Set down the records below in full, exactly as they read.
___ Provided records ___
impl PipeFilter {
    /// Parse one pipeline segment such as `grep -i xid`
    pub fn parse(segment: &str) -> Self {
        let tokens = tokenize(segment);
        let Some((command, args)) = tokens.split_first() else {
            return PipeFilter::Cat;
        };
        let letters = option_letters(args);
        let has = |c: char| letters.contains(&c);

        match command.as_str() {
            "grep" | "egrep" => {
                let pattern = args
                    .iter()
                    .find(|a| !a.starts_with('-') || a.len() == 1)
                    .cloned()
                    .unwrap_or_default();
                PipeFilter::Grep {
                    pattern,
                    ignore_case: has('i'),
                    invert: has('v'),
                    extended: has('E') || command == "egrep",
                }
            }
            // GNU head reads `+N` as plain N
            "head" => PipeFilter::Head(line_count_arg(args).0),
            "tail" => match line_count_arg(args) {
                (n, true) => PipeFilter::TailFrom(n),
                (n, false) => PipeFilter::Tail(n),
            },
            "wc" => {
                let any = has('l') || has('w') || has('c') || has('m');
                PipeFilter::Wc {
                    lines: !any || has('l'),
                    words: !any || has('w'),
                    chars: !any || has('c') || has('m'),
                }
            }
            "sort" => PipeFilter::Sort {
                reverse: has('r'),
                numeric: has('n'),
                unique: has('u'),
            },
            "uniq" => PipeFilter::Uniq { count: has('c') },
            "cut" => {
                let delimiter = option_value(args, "-d")
                    .and_then(|d| d.chars().next())
                    .unwrap_or('\t');
                let fields = option_value(args, "-f")
                    .map(|f| FieldRange::parse_list(&f))
                    .unwrap_or_default();
                PipeFilter::Cut { delimiter, fields }
            }
            "awk" => {
                let separator = option_value(args, "-F");
                let program = args
                    .iter()
                    .find(|a| a.trim_start().starts_with('{'))
                    .and_then(|p| parse_awk_program(p));
                match program {
                    Some(fields) => PipeFilter::Awk { separator, fields },
                    None => {
                        debug!("Unsupported awk program in pipeline: {}", segment);
                        PipeFilter::Passthrough(segment.to_string())
                    }
                }
            }
            "cat" => PipeFilter::Cat,
            other => {
                debug!("Unknown pipe filter '{}', passing output through", other);
                PipeFilter::Passthrough(segment.to_string())
            }
        }
    }

    /// Apply the filter to a block of text
    pub fn apply(&self, input: &str) -> String {
        let lines: Vec<&str> = input.lines().collect();
        match self {
            PipeFilter::Grep {
                pattern,
                ignore_case,
                invert,
                extended,
            } => grep(&lines, pattern, *ignore_case, *invert, *extended),
            PipeFilter::Head(n) => lines.iter().take(*n).copied().collect::<Vec<_>>().join("\n"),
            PipeFilter::Tail(n) => {
                let skip = lines.len().saturating_sub(*n);
                lines[skip..].join("\n")
            }
            PipeFilter::TailFrom(n) => lines
                .iter()
                .skip(n.saturating_sub(1))
                .copied()
                .collect::<Vec<_>>()
                .join("\n"),
            PipeFilter::Wc {
                lines: l,
                words: w,
                chars: c,
            } => {
                let mut counts = Vec::new();
                if *l {
                    counts.push(lines.len());
                }
                if *w {
                    counts.push(lines.iter().map(|line| line.split_whitespace().count()).sum());
                }
                if *c {
                    counts.push(lines.iter().map(|line| line.len() + 1).sum());
                }
                match counts.as_slice() {
                    [single] => single.to_string(),
                    many => many
                        .iter()
                        .map(|n| format!("{:>7}", n))
                        .collect::<Vec<_>>()
                        .join(" "),
                }
            }
            PipeFilter::Sort {
                reverse,
                numeric,
                unique,
            } => {
                let mut sorted: Vec<&str> = lines.clone();
                if *numeric {
                    sorted.sort_by(|a, b| {
                        leading_number(a)
                            .partial_cmp(&leading_number(b))
                            .unwrap_or(std::cmp::Ordering::Equal)
                            .then_with(|| a.cmp(b))
                    });
                } else {
                    sorted.sort();
                }
                if *reverse {
                    sorted.reverse();
                }
                if *unique {
                    sorted.dedup();
                }
                sorted.join("\n")
            }
            PipeFilter::Uniq { count } => {
                let mut groups: Vec<(usize, &str)> = Vec::new();
                for line in &lines {
                    match groups.last_mut() {
                        Some((n, last)) if last == line => *n += 1,
                        _ => groups.push((1, line)),
                    }
                }
                groups
                    .into_iter()
                    .map(|(n, line)| {
                        if *count {
                            format!("{:>7} {}", n, line)
                        } else {
                            line.to_string()
                        }
                    })
                    .collect::<Vec<_>>()
                    .join("\n")
            }
            PipeFilter::Cut { delimiter, fields } => lines
                .iter()
                .map(|line| {
                    if !line.contains(*delimiter) {
                        return line.to_string();
                    }
                    line.split(*delimiter)
                        .enumerate()
                        .filter(|(i, _)| fields.iter().any(|r| r.contains(i + 1)))
                        .map(|(_, f)| f)
                        .collect::<Vec<_>>()
                        .join(&delimiter.to_string())
                })
                .collect::<Vec<_>>()
                .join("\n"),
            PipeFilter::Awk { separator, fields } => lines
                .iter()
                .map(|line| {
                    let columns: Vec<&str> = match separator {
                        Some(sep) => line.split(sep.as_str()).collect(),
                        None => line.split_whitespace().collect(),
                    };
                    fields
                        .iter()
                        .map(|field| match field {
                            AwkField::Line => line.to_string(),
                            AwkField::Last => columns.last().copied().unwrap_or("").to_string(),
                            AwkField::Column(n) => n
                                .checked_sub(1)
                                .and_then(|i| columns.get(i))
                                .copied()
                                .unwrap_or("")
                                .to_string(),
                        })
                        .collect::<Vec<_>>()
                        .join(" ")
                })
                .collect::<Vec<_>>()
                .join("\n"),
            PipeFilter::Cat | PipeFilter::Passthrough(_) => input.to_string(),
        }
    }
}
___
| Answer space |
impl PipeFilter {
    /// Parse one pipeline segment such as `grep -i xid`
    pub fn parse(segment: &str) -> Self {
        let tokens = tokenize(segment);
        let Some((command, args)) = tokens.split_first() else {
            return PipeFilter::Cat;
        };
        let letters = option_letters(args);
        let has = |c: char| letters.contains(&c);

        match command.as_str() {
            "grep" | "egrep" => {
                let pattern = args
                    .iter()
                    .find(|a| !a.starts_with('-') || a.len() == 1)
                    .cloned()
                    .unwrap_or_default();
                PipeFilter::Grep {
                    pattern,
                    ignore_case: has('i'),
                    invert: has('v'),
                    extended: has('E') || command == "egrep",
                }
            }
            // GNU head reads `+N` as plain N
            "head" => PipeFilter::Head(line_count_arg(args).0),
            "tail" => match line_count_arg(args) {
                (n, true) => PipeFilter::TailFrom(n),
                (n, false) => PipeFilter::Tail(n),
            },
            "wc" => {
                let any = has('l') || has('w') || has('c') || has('m');
                PipeFilter::Wc {
                    lines: !any || has('l'),
                    words: !any || has('w'),
                    chars: !any || has('c') || has('m'),
                }
            }
            "sort" => PipeFilter::Sort {
                reverse: has('r'),
                numeric: has('n'),
                unique: has('u'),
            },
            "uniq" => PipeFilter::Uniq { count: has('c') },
            "cut" => {
                let delimiter = option_value(args, "-d")
                    .and_then(|d| d.chars().next())
                    .unwrap_or('\t');
                let fields = option_value(args, "-f")
                    .map(|f| FieldRange::parse_list(&f))
                    .unwrap_or_default();
                PipeFilter::Cut { delimiter, fields }
            }
            "awk" => {
                let separator = option_value(args, "-F");
                let program = args
                    .iter()
                    .find(|a| a.trim_start().starts_with('{'))
                    .and_then(|p| parse_awk_program(p));
                match program {
                    Some(fields) => PipeFilter::Awk { separator, fields },
                    None => {
                        debug!("Unsupported awk program in pipeline: {}", segment);
                        PipeFilter::Passthrough(segment.to_string())
                    }
                }
            }
            "cat" => PipeFilter::Cat,
            other => {
                debug!("Unknown pipe filter '{}', passing output through", other);
                PipeFilter::Passthrough(segment.to_string())
            }
        }
    }

    /// Apply the filter to a block of text
    pub fn apply(&self, input: &str) -> String {
        let lines: Vec<&str> = input.lines().collect();
        match self {
            PipeFilter::Grep {
                pattern,
                ignore_case,
                invert,
                extended,
            } => grep(&lines, pattern, *ignore_case, *invert, *extended),
            PipeFilter::Head(n) => lines.iter().take(*n).copied().collect::<Vec<_>>().join("\n"),
            PipeFilter::Tail(n) => {
                let skip = lines.len().saturating_sub(*n);
                lines[skip..].join("\n")
            }
            PipeFilter::TailFrom(n) => lines
                .iter()
                .skip(n.saturating_sub(1))
                .copied()
                .collect::<Vec<_>>()
                .join("\n"),
            PipeFilter::Wc {
                lines: l,
                words: w,
                chars: c,
            } => {
                let mut counts = Vec::new();
                if *l {
                    counts.push(lines.len());
                }
                if *w {
                    counts.push(lines.iter().map(|line| line.split_whitespace().count()).sum());
                }
                if *c {
                    counts.push(lines.iter().map(|line| line.len() + 1).sum());
                }
                match counts.as_slice() {
                    [single] => single.to_string(),
                    many => many
                        .iter()
                        .map(|n| format!("{:>7}", n))
                        .collect::<Vec<_>>()
                        .join(" "),
                }
            }
            PipeFilter::Sort {
                reverse,
                numeric,
                unique,
            } => {
                let mut sorted: Vec<&str> = lines.clone();
                if *numeric {
                    sorted.sort_by(|a, b| {
                        leading_number(a)
                            .partial_cmp(&leading_number(b))
                            .unwrap_or(std::cmp::Ordering::Equal)
                            .then_with(|| a.cmp(b))
                    });
                } else {
                    sorted.sort();
                }
                if *reverse {
                    sorted.reverse();
                }
                if *unique {
                    sorted.dedup();
                }
                sorted.join("\n")
            }
            PipeFilter::Uniq { count } => {
                let mut groups: Vec<(usize, &str)> = Vec::new();
                for line in &lines {
                    match groups.last_mut() {
                        Some((n, last)) if last == line => *n += 1,
                        _ => groups.push((1, line)),
                    }
                }
                groups
                    .into_iter()
                    .map(|(n, line)| {
                        if *count {
                            format!("{:>7} {}", n, line)
                        } else {
                            line.to_string()
                        }
                    })
                    .collect::<Vec<_>>()
                    .join("\n")
            }
            PipeFilter::Cut { delimiter, fields } => lines
                .iter()
                .map(|line| {
                    if !line.contains(*delimiter) {
                        return line.to_string();
                    }
                    line.split(*delimiter)
                        .enumerate()
                        .filter(|(i, _)| fields.iter().any(|r| r.contains(i + 1)))
                        .map(|(_, f)| f)
                        .collect::<Vec<_>>()
                        .join(&delimiter.to_string())
                })
                .collect::<Vec<_>>()
                .join("\n"),
            PipeFilter::Awk { separator, fields } => lines
                .iter()
                .map(|line| {
                    let columns: Vec<&str> = match separator {
                        Some(sep) => line.split(sep.as_str()).collect(),
                        None => line.split_whitespace().collect(),
                    };
                    fields
                        .iter()
                        .map(|field| match field {
                            AwkField::Line => line.to_string(),
                            AwkField::Last => columns.last().copied().unwrap_or("").to_string(),
                            AwkField::Column(n) => n
                                .checked_sub(1)
                                .and_then(|i| columns.get(i))
                                .copied()
                                .unwrap_or("")
                                .to_string(),
                        })
                        .collect::<Vec<_>>()
                        .join(" ")
                })
                .collect::<Vec<_>>()
                .join("\n"),
            PipeFilter::Cat | PipeFilter::Passthrough(_) => input.to_string(),
        }
    }
}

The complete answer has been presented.